To do: Where the listing below has a line containing "pub fn dispatch<N: Navigator>(&self, navigator: &mut", output that line and all lines after it, verbatim, and no others.
###
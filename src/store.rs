//! Read-only access to the storefront state (catalog and cart).
//!
//! The UI never reaches into global state: it holds a `StoreSource` and asks
//! it for the current snapshot, polling for changes between events.

use std::fs;
use std::io;
use std::path::PathBuf;
use std::time::SystemTime;

use serde::Deserialize;
use thiserror::Error;

use crate::catalog::{Catalog, Product, ProductId};

#[derive(Debug, Error)]
pub enum StoreError {
    #[error("failed to read store file {path}: {source}")]
    Read {
        path: PathBuf,
        #[source]
        source: io::Error,
    },

    #[error("failed to parse store file {path}: {source}")]
    Parse {
        path: PathBuf,
        #[source]
        source: serde_json::Error,
    },
}

#[derive(Debug, Clone, PartialEq, Deserialize)]
pub struct CartItem {
    #[serde(alias = "productId", alias = "id")]
    pub product_id: ProductId,
    #[serde(default = "default_quantity")]
    pub quantity: u32,
}

fn default_quantity() -> u32 {
    1
}

#[derive(Debug, Clone, Default, PartialEq)]
pub struct Cart {
    items: Vec<CartItem>,
}

impl Cart {
    pub fn new(items: Vec<CartItem>) -> Self {
        Self { items }
    }

    /// Number of cart lines, as shown on the cart badge.
    pub fn count_items(&self) -> usize {
        self.items.len()
    }
}

#[derive(Debug, Clone, Default)]
pub struct StoreSnapshot {
    pub catalog: Catalog,
    pub cart: Cart,
}

impl StoreSnapshot {
    pub fn new(catalog: Catalog, cart: Cart) -> Self {
        Self { catalog, cart }
    }
}

/// Polling interface over externally owned application state.
pub trait StoreSource {
    /// The most recently loaded snapshot.
    fn snapshot(&self) -> StoreSnapshot;

    /// Reload if the backing state changed. Returns whether the snapshot
    /// changed. On error the previous snapshot stays current.
    fn poll(&mut self) -> Result<bool, StoreError>;
}

// =============================================================================
// State file format
// =============================================================================

#[derive(Debug, Deserialize)]
#[serde(untagged)]
enum StateFile {
    Bare(Vec<Product>),
    Items {
        items: Vec<Product>,
    },
    Full {
        products: Items<Product>,
        #[serde(default)]
        cart: Items<CartItem>,
    },
}

#[derive(Debug, Deserialize)]
#[serde(untagged)]
enum Items<T> {
    Wrapped { items: Vec<T> },
    List(Vec<T>),
}

impl<T> Default for Items<T> {
    fn default() -> Self {
        Items::List(Vec::new())
    }
}

impl<T> Items<T> {
    fn into_vec(self) -> Vec<T> {
        match self {
            Items::Wrapped { items } => items,
            Items::List(items) => items,
        }
    }
}

fn parse_state(raw: &str) -> Result<(Vec<Product>, Vec<CartItem>), serde_json::Error> {
    let state: StateFile = serde_json::from_str(raw)?;
    Ok(match state {
        StateFile::Bare(items) => (items, Vec::new()),
        StateFile::Items { items } => (items, Vec::new()),
        StateFile::Full { products, cart } => (products.into_vec(), cart.into_vec()),
    })
}

// =============================================================================
// Sources
// =============================================================================

/// Fixed in-memory state. `replace` publishes a new snapshot.
#[cfg(test)]
#[derive(Debug, Clone, Default)]
pub struct StaticStore {
    snapshot: StoreSnapshot,
    dirty: bool,
}

#[cfg(test)]
impl StaticStore {
    pub fn new(products: Vec<Product>, cart: Cart) -> Self {
        Self {
            snapshot: StoreSnapshot::new(Catalog::new(products, 1), cart),
            dirty: false,
        }
    }

    pub fn replace(&mut self, products: Vec<Product>, cart: Cart) {
        let revision = self.snapshot.catalog.revision() + 1;
        self.snapshot = StoreSnapshot::new(Catalog::new(products, revision), cart);
        self.dirty = true;
    }
}

#[cfg(test)]
impl StoreSource for StaticStore {
    fn snapshot(&self) -> StoreSnapshot {
        self.snapshot.clone()
    }

    fn poll(&mut self) -> Result<bool, StoreError> {
        Ok(std::mem::take(&mut self.dirty))
    }
}

/// State backed by a JSON file, reloaded when its modification time changes.
#[derive(Debug)]
pub struct FileStore {
    path: PathBuf,
    snapshot: StoreSnapshot,
    loaded_mtime: Option<SystemTime>,
    present: bool,
}

impl FileStore {
    /// A store that has not been read yet. Its snapshot is empty until the
    /// first successful `poll`.
    pub fn new(path: impl Into<PathBuf>) -> Self {
        Self {
            path: path.into(),
            snapshot: StoreSnapshot::default(),
            loaded_mtime: None,
            present: false,
        }
    }

    /// Open the store and perform the initial load. A missing file is an
    /// empty store.
    pub fn open(path: impl Into<PathBuf>) -> Result<Self, StoreError> {
        let mut store = Self::new(path);
        store.poll()?;
        Ok(store)
    }

    fn load(&mut self, mtime: Option<SystemTime>) -> Result<(), StoreError> {
        let raw = fs::read_to_string(&self.path).map_err(|source| StoreError::Read {
            path: self.path.clone(),
            source,
        })?;
        let (products, cart) = parse_state(&raw).map_err(|source| StoreError::Parse {
            path: self.path.clone(),
            source,
        })?;

        let revision = self.snapshot.catalog.revision() + 1;
        tracing::info!(
            path = %self.path.display(),
            products = products.len(),
            cart_items = cart.len(),
            revision,
            "loaded store"
        );
        self.snapshot = StoreSnapshot::new(Catalog::new(products, revision), Cart::new(cart));
        self.loaded_mtime = mtime;
        self.present = true;
        Ok(())
    }
}

impl StoreSource for FileStore {
    fn snapshot(&self) -> StoreSnapshot {
        self.snapshot.clone()
    }

    fn poll(&mut self) -> Result<bool, StoreError> {
        let metadata = match fs::metadata(&self.path) {
            Ok(metadata) => metadata,
            Err(err) if err.kind() == io::ErrorKind::NotFound => {
                if !self.present && self.snapshot.catalog.revision() > 0 {
                    return Ok(false);
                }
                tracing::info!(path = %self.path.display(), "store file not found, using empty catalog");
                let revision = self.snapshot.catalog.revision() + 1;
                self.snapshot = StoreSnapshot::new(Catalog::new(Vec::new(), revision), Cart::default());
                self.loaded_mtime = None;
                self.present = false;
                return Ok(true);
            }
            Err(source) => {
                return Err(StoreError::Read {
                    path: self.path.clone(),
                    source,
                })
            }
        };

        let mtime = metadata.modified().ok();
        if self.present && mtime.is_some() && mtime == self.loaded_mtime {
            return Ok(false);
        }

        self.load(mtime)?;
        Ok(true)
    }
}
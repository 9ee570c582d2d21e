//! Query capture: the search field of the navigation bar.
//!
//! Handlers are pure: they take the current draft and return an intent.
//! Only `SearchBar::dispatch` touches the navigator.

use crossterm::event::{Event, KeyEvent};
use tui_input::backend::crossterm::EventHandler;
use tui_input::Input;

use crate::config::SearchInputKeys;
use crate::history::Navigator;
use crate::route::Route;
use crate::ui::app::key_matches_single;

#[derive(Debug, Clone, Copy, PartialEq, Eq)]
pub enum SearchCommand {
    Submit,
    Voice,
    Image,
    AiMode,
}

/// Search features that are exposed as buttons but have no behavior yet.
#[derive(Debug, Clone, Copy, PartialEq, Eq)]
pub enum Feature {
    VoiceSearch,
    ImageSearch,
    AiMode,
}

impl Feature {
    pub fn title(self) -> &'static str {
        match self {
            Feature::VoiceSearch => "Voice search",
            Feature::ImageSearch => "Image search",
            Feature::AiMode => "AI mode",
        }
    }
}

#[derive(Debug, Clone, PartialEq, Eq)]
pub enum SearchIntent {
    /// Nothing to do.
    None,
    Navigate(Route),
    NotYetImplemented(Feature),
}

impl SearchIntent {
    pub fn target(&self) -> Option<String> {
        match self {
            SearchIntent::Navigate(route) => Some(route.to_target()),
            _ => None,
        }
    }
}

/// Submit a draft. Whitespace-only drafts produce no navigation.
pub fn submit(draft: &str) -> SearchIntent {
    let query = draft.trim();
    if query.is_empty() {
        return SearchIntent::None;
    }
    SearchIntent::Navigate(Route::search(query))
}

pub fn handle(command: SearchCommand, draft: &str) -> SearchIntent {
    match command {
        SearchCommand::Submit => submit(draft),
        SearchCommand::Voice => SearchIntent::NotYetImplemented(Feature::VoiceSearch),
        SearchCommand::Image => SearchIntent::NotYetImplemented(Feature::ImageSearch),
        SearchCommand::AiMode => SearchIntent::NotYetImplemented(Feature::AiMode),
    }
}

#[derive(Debug, Default)]
pub struct SearchBar {
    input: Input,
}

impl SearchBar {
    pub const PLACEHOLDER: &'static str = "Rechercher sur Google ou saisir une URL";

    pub fn new() -> Self {
        Self::default()
    }

    pub fn with_value(value: impl Into<String>) -> Self {
        Self {
            input: Input::new(value.into()),
        }
    }

    pub fn value(&self) -> &str {
        self.input.value()
    }

    pub fn visual_cursor(&self) -> usize {
        self.input.visual_cursor()
    }

    pub fn clear(&mut self) {
        self.input.reset();
    }

    /// The command bound to `key`, if any. Cancel is not a command: leaving
    /// the field is up to the host.
    pub fn command_for_key(key: &KeyEvent, keys: &SearchInputKeys) -> Option<SearchCommand> {
        let bound = |bindings: &[String]| bindings.iter().any(|b| key_matches_single(key, b));
        if bound(&keys.confirm) {
            Some(SearchCommand::Submit)
        } else if bound(&keys.voice) {
            Some(SearchCommand::Voice)
        } else if bound(&keys.image) {
            Some(SearchCommand::Image)
        } else if bound(&keys.ai_mode) {
            Some(SearchCommand::AiMode)
        } else {
            None
        }
    }

    /// Edit the draft. Returns true when the key was consumed.
    pub fn handle_key(&mut self, key: KeyEvent) -> bool {
        self.input.handle_event(&Event::Key(key)).is_some()
    }

    /// Run a command against the current draft and apply the resulting
    /// navigation, if any.
    pub fn dispatch<N: Navigator>(&self, navigator: &mut N, command: SearchCommand) -> SearchIntent {
        let intent = handle(command, self.value());
        match &intent {
            SearchIntent::Navigate(route) => navigator.push(route.to_target()),
            SearchIntent::NotYetImplemented(feature) => {
                tracing::debug!(feature = feature.title(), "placeholder search action");
            }
            SearchIntent::None => {}
        }
        intent
    }
}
###
Written reply:
    pub fn dispatch<N: Navigator>(&self, navigator: &mut N, command: SearchCommand) -> SearchIntent {
        let intent = handle(command, self.value());
        match &intent {
            SearchIntent::Navigate(route) => navigator.push(route.to_target()),
            SearchIntent::NotYetImplemented(feature) => {
                tracing::debug!(feature = feature.title(), "placeholder search action");
            }
            SearchIntent::None => {}
        }
        intent
    }
}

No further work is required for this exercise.